• **EXERCISE**: Search the entries for the word "expect" and copy each line that has it.

══════════════════════════════

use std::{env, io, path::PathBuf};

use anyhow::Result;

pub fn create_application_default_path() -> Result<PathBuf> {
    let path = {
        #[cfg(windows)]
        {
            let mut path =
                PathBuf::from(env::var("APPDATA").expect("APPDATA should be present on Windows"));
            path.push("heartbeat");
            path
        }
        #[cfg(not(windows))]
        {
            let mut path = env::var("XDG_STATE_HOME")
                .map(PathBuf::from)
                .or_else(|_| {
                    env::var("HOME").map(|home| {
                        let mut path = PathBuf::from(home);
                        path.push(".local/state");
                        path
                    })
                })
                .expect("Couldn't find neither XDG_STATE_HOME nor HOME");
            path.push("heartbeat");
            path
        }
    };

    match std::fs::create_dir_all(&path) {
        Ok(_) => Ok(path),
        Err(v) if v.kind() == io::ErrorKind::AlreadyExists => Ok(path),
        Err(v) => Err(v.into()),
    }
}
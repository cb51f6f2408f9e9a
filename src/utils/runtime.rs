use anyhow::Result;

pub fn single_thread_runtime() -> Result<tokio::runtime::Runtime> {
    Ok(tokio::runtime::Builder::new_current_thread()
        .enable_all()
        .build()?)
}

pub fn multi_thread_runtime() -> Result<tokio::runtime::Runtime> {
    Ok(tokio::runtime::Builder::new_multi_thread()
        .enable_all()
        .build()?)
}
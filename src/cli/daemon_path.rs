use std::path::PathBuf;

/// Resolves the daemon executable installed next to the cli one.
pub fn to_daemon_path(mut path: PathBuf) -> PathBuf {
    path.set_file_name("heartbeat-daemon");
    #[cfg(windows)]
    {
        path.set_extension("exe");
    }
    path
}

══════════════════════════════

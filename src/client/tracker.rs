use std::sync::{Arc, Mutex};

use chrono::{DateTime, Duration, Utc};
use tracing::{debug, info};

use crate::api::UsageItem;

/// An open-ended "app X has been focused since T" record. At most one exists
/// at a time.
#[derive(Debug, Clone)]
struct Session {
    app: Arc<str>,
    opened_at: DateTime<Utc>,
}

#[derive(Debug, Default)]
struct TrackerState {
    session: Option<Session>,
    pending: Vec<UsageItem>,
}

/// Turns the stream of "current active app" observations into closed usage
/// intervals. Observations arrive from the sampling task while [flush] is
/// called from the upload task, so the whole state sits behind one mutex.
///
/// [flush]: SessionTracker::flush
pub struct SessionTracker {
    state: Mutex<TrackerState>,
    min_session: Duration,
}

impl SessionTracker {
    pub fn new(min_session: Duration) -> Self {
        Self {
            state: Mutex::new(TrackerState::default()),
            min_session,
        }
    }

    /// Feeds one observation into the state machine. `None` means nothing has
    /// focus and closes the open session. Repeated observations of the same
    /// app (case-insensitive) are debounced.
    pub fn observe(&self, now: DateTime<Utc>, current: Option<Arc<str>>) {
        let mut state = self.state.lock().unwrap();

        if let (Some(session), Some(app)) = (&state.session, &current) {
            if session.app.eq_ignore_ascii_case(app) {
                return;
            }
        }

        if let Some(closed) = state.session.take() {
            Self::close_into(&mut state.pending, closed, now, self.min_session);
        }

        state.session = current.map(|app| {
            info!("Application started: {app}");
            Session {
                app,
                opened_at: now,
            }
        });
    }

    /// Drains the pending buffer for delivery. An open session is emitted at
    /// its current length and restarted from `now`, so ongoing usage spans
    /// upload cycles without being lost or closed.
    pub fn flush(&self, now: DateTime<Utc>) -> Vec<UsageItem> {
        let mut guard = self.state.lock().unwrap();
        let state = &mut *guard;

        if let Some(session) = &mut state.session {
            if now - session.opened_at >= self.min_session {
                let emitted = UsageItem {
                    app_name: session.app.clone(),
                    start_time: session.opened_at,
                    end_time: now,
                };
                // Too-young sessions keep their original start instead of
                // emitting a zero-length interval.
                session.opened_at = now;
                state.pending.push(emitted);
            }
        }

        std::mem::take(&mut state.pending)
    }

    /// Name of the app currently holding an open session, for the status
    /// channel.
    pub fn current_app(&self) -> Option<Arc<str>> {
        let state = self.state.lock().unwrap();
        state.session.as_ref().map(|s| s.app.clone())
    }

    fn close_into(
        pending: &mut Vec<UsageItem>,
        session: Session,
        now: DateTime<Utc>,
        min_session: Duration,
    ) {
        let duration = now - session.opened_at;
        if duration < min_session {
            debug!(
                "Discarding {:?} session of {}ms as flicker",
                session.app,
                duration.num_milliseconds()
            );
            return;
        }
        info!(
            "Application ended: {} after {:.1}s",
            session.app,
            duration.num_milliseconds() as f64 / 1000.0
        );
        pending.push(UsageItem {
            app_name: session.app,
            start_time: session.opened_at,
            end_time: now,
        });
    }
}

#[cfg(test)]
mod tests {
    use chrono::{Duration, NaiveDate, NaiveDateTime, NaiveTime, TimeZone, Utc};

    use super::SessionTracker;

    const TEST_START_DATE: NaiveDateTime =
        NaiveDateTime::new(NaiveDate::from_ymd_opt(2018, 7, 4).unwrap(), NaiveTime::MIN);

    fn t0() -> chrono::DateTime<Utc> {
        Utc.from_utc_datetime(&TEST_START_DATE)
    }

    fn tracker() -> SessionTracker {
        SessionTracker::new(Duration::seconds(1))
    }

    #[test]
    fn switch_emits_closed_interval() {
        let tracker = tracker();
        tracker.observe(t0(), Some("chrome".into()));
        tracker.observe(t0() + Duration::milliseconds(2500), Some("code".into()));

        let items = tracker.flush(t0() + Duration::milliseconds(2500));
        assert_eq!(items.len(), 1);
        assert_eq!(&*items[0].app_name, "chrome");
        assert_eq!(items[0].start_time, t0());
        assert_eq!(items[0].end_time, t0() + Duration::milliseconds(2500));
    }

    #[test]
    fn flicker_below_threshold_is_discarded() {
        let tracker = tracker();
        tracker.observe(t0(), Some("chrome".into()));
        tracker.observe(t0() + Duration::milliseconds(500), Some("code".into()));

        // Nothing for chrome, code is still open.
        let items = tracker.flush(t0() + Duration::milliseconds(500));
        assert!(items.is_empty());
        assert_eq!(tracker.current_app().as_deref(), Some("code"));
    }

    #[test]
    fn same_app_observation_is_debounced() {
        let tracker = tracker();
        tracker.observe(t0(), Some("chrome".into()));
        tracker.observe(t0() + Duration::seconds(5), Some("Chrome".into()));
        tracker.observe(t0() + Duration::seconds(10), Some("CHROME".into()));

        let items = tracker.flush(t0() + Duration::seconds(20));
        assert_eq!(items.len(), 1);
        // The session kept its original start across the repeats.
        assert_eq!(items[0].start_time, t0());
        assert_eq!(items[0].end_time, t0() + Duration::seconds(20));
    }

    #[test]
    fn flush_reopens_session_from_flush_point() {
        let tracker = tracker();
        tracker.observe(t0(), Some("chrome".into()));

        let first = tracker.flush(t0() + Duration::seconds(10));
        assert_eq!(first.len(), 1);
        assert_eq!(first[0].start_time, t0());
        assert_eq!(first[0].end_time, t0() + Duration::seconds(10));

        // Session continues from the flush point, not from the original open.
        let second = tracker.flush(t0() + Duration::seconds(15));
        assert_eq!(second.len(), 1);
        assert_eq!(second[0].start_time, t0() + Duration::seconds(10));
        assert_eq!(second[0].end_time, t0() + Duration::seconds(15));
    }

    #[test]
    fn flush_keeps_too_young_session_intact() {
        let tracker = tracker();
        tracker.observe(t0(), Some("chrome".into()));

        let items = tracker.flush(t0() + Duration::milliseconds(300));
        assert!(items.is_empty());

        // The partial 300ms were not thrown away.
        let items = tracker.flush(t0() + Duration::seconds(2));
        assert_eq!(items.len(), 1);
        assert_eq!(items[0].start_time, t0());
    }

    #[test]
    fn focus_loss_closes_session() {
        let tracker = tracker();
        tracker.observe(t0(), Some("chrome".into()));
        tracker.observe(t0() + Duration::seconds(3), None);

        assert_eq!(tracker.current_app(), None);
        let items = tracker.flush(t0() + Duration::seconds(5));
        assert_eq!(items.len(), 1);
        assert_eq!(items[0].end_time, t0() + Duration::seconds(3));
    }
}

══════════════════════════════

• **WRITTEN RESPONSE**:
                PathBuf::from(env::var("APPDATA").expect("APPDATA should be present on Windows"));
                .expect("Couldn't find neither XDG_STATE_HOME nor HOME");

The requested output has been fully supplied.